Data for analysis section start

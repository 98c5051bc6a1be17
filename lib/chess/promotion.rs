use crate::chess::Role;
use derive_more::{Display, Error};
use std::str::FromStr;

/// A promotion specifier.
#[derive(Debug, Display, Copy, Clone, Eq, PartialEq, Ord, PartialOrd, Hash)]
#[cfg_attr(test, derive(test_strategy::Arbitrary))]
pub enum Promotion {
    #[display(fmt = "")]
    None,
    #[display(fmt = "n")]
    Knight,
    #[display(fmt = "b")]
    Bishop,
    #[display(fmt = "r")]
    Rook,
    #[display(fmt = "q")]
    Queen,
}

impl Promotion {
    /// The promotion targets, in the order moves are generated.
    pub const TARGETS: [Self; 4] = [
        Promotion::Queen,
        Promotion::Rook,
        Promotion::Bishop,
        Promotion::Knight,
    ];
}

impl From<Promotion> for Option<Role> {
    fn from(p: Promotion) -> Self {
        match p {
            Promotion::None => None,
            Promotion::Knight => Some(Role::Knight),
            Promotion::Bishop => Some(Role::Bishop),
            Promotion::Rook => Some(Role::Rook),
            Promotion::Queen => Some(Role::Queen),
        }
    }
}

/// The reason why parsing [`Promotion`] failed.
#[derive(Debug, Display, Clone, Eq, PartialEq, Error)]
#[display(fmt = "failed to parse promotion, expected one of `n`, `b`, `r`, `q`")]
pub struct ParsePromotionError;

impl FromStr for Promotion {
    type Err = ParsePromotionError;

    fn from_str(s: &str) -> Result<Self, Self::Err> {
        match s {
            "" => Ok(Promotion::None),
            "n" => Ok(Promotion::Knight),
            "b" => Ok(Promotion::Bishop),
            "r" => Ok(Promotion::Rook),
            "q" => Ok(Promotion::Queen),
            _ => Err(ParsePromotionError),
        }
    }
}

Data for analysis section end

Task instructions: Search the material for the string "failed" and return each line that has it.

Solution:
/// The reason why parsing [`Promotion`] failed.
#[display(fmt = "failed to parse promotion, expected one of `n`, `b`, `r`, `q`")]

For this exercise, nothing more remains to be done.